Un monde n’est plus. « Gueule cassée de la révolution », Joseph le professe, voire le radote. Cet autre deuil en abyme, qu’on devine être celui du réalisateur de Rouge Midi, À la vie à la mort, Les Neiges du Kilimandjaro…, grève le film comme une scorie didactique, un boulet que l’on traîne. Car l’heure n’est plus à la lutte. Même l’enfance, territoire enchanté chez Guédiguian, est blessée, confisquée, spectrale. On sourit encore, mais par éclairs. Le soleil est un peu blanc. La mer ne donne que de maigres poissons. Et charrie de grands malheurs.
Que reste-t-il alors ? Le théâtre, ultime source d’émerveillement. Et la faculté de l’homme à s’adapter. Cette calanque est filmée comme une scène dont le décor a changé avec les années. Qui s’est vidée de sa vitalité. Qui part à la découpe. Qui aurait besoin d’un rafraîchissement. Mais où les souvenirs ont imprégné jusqu’aux pierres. Et au-dessus de laquelle le petit train continue de passer, comme un jouet ou un espoir. Le théâtre, c’est aussi ce qui a permis à Angèle de tenir. Elle est devenue une star. Malheureuse, mais adulée. En tout cas par Benjamin, le pêcheur (Robinson Stévenin), dont le sourire idolâtre s’incruste comme une lanterne volontariste dans cette brume. Il aime l’actrice, il aime la femme, les deux confondues depuis qu’il a découvert que le théâtre permettait d’être quelqu’un d’autre un instant. Sortir de soi, échapper au temps.
Avec La Villa, un de ses films les plus sombres depuis La ville est tranquille, Guédiguian passe d’une volonté de réenchanter le monde à un désir farouche de dépasser la souffrance, d’atteindre une forme de transcendance à hauteur d’homme et de paysage. « On arrête ou on continue ? », se demandaient mutuellement Natacha et Jérémie dans Mon père est ingénieur. Cette phrase résonne en écho dans La Villa. Quand le chemin s’arrête-t-il et quand est-on encore capable de marcher, de débroussailler, de porter secours à ceux qui sont au bord ?

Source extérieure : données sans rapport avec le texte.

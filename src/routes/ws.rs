//! WebSocket handler — view connections and frame dispatch.
//!
//! DESIGN
//! ======
//! On upgrade, generates a client ID and enters a `select!` loop:
//! - Incoming view frames → parse + dispatch by op prefix
//! - Pushed frames from peer mutations → forward to the view
//!
//! Handler functions are pure business logic — they validate, mutate state,
//! and return an `Outcome`. The dispatch layer owns all outbound concerns:
//! reply to sender and push to peers.
//!
//! LIFECYCLE
//! =========
//! 1. Upgrade → register client → send `session:connected` with the snapshot
//! 2. View sends frames → dispatch → handler returns Outcome
//! 3. Dispatch applies Outcome (reply / push to peers)
//! 4. Close → deregister

use axum::extract::State;
use axum::extract::ws::{Message, WebSocket, WebSocketUpgrade};
use axum::response::Response;
use tokio::sync::mpsc;
use tracing::{info, warn};
use uuid::Uuid;

use crate::frame::{Data, FRAME_CODE, FRAME_MESSAGE, Frame, Status};
use crate::services::queue;
use crate::state::{AppState, QueuePatch};

// =============================================================================
// OUTCOME
// =============================================================================

/// Result returned by handler functions. The dispatch layer uses this to
/// decide who receives what — handlers never send frames directly.
enum Outcome {
    /// Reply done+data to the sender and push the new record to every peer
    /// as a `queue:update` request. The sender is excluded: the writer does
    /// not receive its own notification.
    Broadcast(Data),
    /// Send done+data to the sender only.
    Reply(Data),
}

// =============================================================================
// CONNECTION
// =============================================================================

pub async fn handle_ws(State(state): State<AppState>, ws: WebSocketUpgrade) -> Response {
    ws.on_upgrade(move |socket| run_ws(socket, state))
}

async fn run_ws(mut socket: WebSocket, state: AppState) {
    let client_id = Uuid::new_v4();

    // Per-connection channel for receiving pushed frames from peers.
    let (client_tx, mut client_rx) = mpsc::channel::<Frame>(64);
    {
        let mut clients = state.clients.write().await;
        clients.insert(client_id, client_tx);
    }

    // Greet with the client id and the current record so views render
    // without a round trip.
    let snapshot = state.queue.read().await.clone();
    let welcome = Frame::request("session:connected", queue::snapshot_data(&snapshot))
        .with_data("clientId", client_id.to_string());
    if send_frame(&mut socket, &welcome).await.is_err() {
        deregister(&state, client_id).await;
        return;
    }

    info!(%client_id, "ws: view connected");

    loop {
        tokio::select! {
            msg = socket.recv() => {
                let Some(msg) = msg else { break };
                let Ok(msg) = msg else { break };
                match msg {
                    Message::Text(text) => {
                        for frame in process_inbound_text(&state, client_id, &text).await {
                            let _ = send_frame(&mut socket, &frame).await;
                        }
                    }
                    Message::Close(_) => break,
                    _ => {}
                }
            }
            Some(frame) = client_rx.recv() => {
                if send_frame(&mut socket, &frame).await.is_err() {
                    break;
                }
            }
        }
    }

    deregister(&state, client_id).await;
    info!(%client_id, "ws: view disconnected");
}

async fn deregister(state: &AppState, client_id: Uuid) {
    let mut clients = state.clients.write().await;
    clients.remove(&client_id);
}

// =============================================================================
// FRAME DISPATCH
// =============================================================================

/// Parse and process one inbound text frame and return frames for the
/// sender. Split from the socket loop so dispatch is testable without a
/// transport.
async fn process_inbound_text(state: &AppState, client_id: Uuid, text: &str) -> Vec<Frame> {
    let req: Frame = match serde_json::from_str(text) {
        Ok(req) => req,
        Err(e) => {
            warn!(%client_id, error = %e, "ws: invalid inbound frame");
            let err = Frame::request("session:error", Data::new())
                .with_data(FRAME_MESSAGE, format!("invalid json: {e}"));
            return vec![err];
        }
    };

    info!(%client_id, id = %req.id, op = %req.op, "ws: recv frame");

    let result = match req.prefix() {
        "queue" => handle_queue(state, &req).await,
        prefix => Err(req.error(format!("unknown prefix: {prefix}"))),
    };

    // Apply outcome — the dispatch layer owns all outbound logic.
    match result {
        Ok(Outcome::Broadcast(data)) => {
            let sender_frame = req.done(data.clone());
            // Peers see the mutation as a server push, not as the sender's
            // correlated reply.
            let push = Frame::request("queue:update", data);
            queue::broadcast(state, &push, Some(client_id)).await;
            vec![sender_frame]
        }
        Ok(Outcome::Reply(data)) => vec![req.done(data)],
        Err(err_frame) => vec![err_frame],
    }
}

// =============================================================================
// QUEUE HANDLERS
// =============================================================================

async fn handle_queue(state: &AppState, req: &Frame) -> Result<Outcome, Frame> {
    let op = req.op.split_once(':').map_or("", |(_, op)| op);

    match op {
        "get" => {
            let snapshot = state.queue.read().await.clone();
            Ok(Outcome::Reply(queue::snapshot_data(&snapshot)))
        }
        "patch" => {
            let patch: QueuePatch = match serde_json::to_value(&req.data)
                .and_then(serde_json::from_value)
            {
                Ok(patch) => patch,
                Err(e) => return Err(req.error(format!("invalid patch: {e}"))),
            };
            match queue::apply_patch(state, &patch).await {
                Ok(snapshot) => Ok(Outcome::Broadcast(queue::snapshot_data(&snapshot))),
                Err(e) => Err(req.error_from(&e)),
            }
        }
        "advance" => match queue::advance(state).await {
            Ok(snapshot) => Ok(Outcome::Broadcast(queue::snapshot_data(&snapshot))),
            Err(e) => Err(req.error_from(&e)),
        },
        "rewind" => match queue::rewind(state).await {
            Ok(snapshot) => Ok(Outcome::Broadcast(queue::snapshot_data(&snapshot))),
            Err(e) => Err(req.error_from(&e)),
        },
        _ => Err(req.error(format!("unknown queue op: {op}"))),
    }
}

// =============================================================================
// HELPERS
// =============================================================================

async fn send_frame(socket: &mut WebSocket, frame: &Frame) -> Result<(), ()> {
    let json = match serde_json::to_string(frame) {
        Ok(json) => json,
        Err(e) => {
            warn!(error = %e, "ws: failed to serialize frame");
            return Err(());
        }
    };
    if frame.status == Status::Error {
        let code = frame.data.get(FRAME_CODE).and_then(|v| v.as_str()).unwrap_or("-");
        let message = frame.data.get(FRAME_MESSAGE).and_then(|v| v.as_str()).unwrap_or("-");
        warn!(id = %frame.id, op = %frame.op, code, message, "ws: send frame status=Error");
    } else {
        info!(id = %frame.id, op = %frame.op, status = ?frame.status, "ws: send frame");
    }
    socket.send(Message::Text(json.into())).await.map_err(|_| ())
}

#[cfg(test)]
#[path = "ws_test.rs"]
mod tests;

Il y a deux sortes de chocs chez Robert Guédiguian : ceux qui interrompent la course et ceux qui la relancent. Une crise cardiaque dans La Villa, et une déclaration d’amour et un débarquement d’enfants migrants. Après la fin des utopies communistes et socialistes, la disparition du monde ouvrier, le génocide arménien, la misère urbaine, le cinéma de Guédiguian, en 2017, intègre le drame des réfugiés. Ils prennent le visage de deux petits garçons muets sur lesquels veille une grande sœur fine et débrouillarde. La scène où elle leur donne à becqueter des graines d’oiseau avec de la confiture au creux d’un buisson crève le cœur. Celle où il faut nouer les mains des garçonnets pour dénouer les deux autres qu’ils ne veulent pas se lâcher file cette métaphore.
Cette fratrie se fait miroir de la première. Les deux sont en détresse. Leur rencontre provoque une étincelle salvatrice. « Une parenthèse », suggère Angèle. Mais peut-être plus ? « Est-ce que je suis encore désirable ? », demande-t-elle à Benjamin, qui a dans les 15 ans de moins qu’elle… Comme si la vie prenait, chez Guédiguian, l’apparence d’une femme libre qui se laisse guider par son désir, quoi qu’il en coûte. Et que la mort, qu’il affronte jusqu’à la regarder en face, pouvait être belle : « On dirait qu’ils rêvent », murmure Bérangère devant deux corps qui, eux aussi, se tiennent par la main.
Le grand moteur chez le cinéaste reste le palpitant : entre amants qui ne supportent pas l’idée que l’un parte devant, entre parents et enfants, entre amis, entre humains, entre membres d’une troupe (combien peuvent, comme lui, montrer des images de ses comédiens à 20 ans ?). Le cœur, tant qu’il tient.
La Villa, Robert Guédiguian, 1 h 47. En salles le 29 novembre.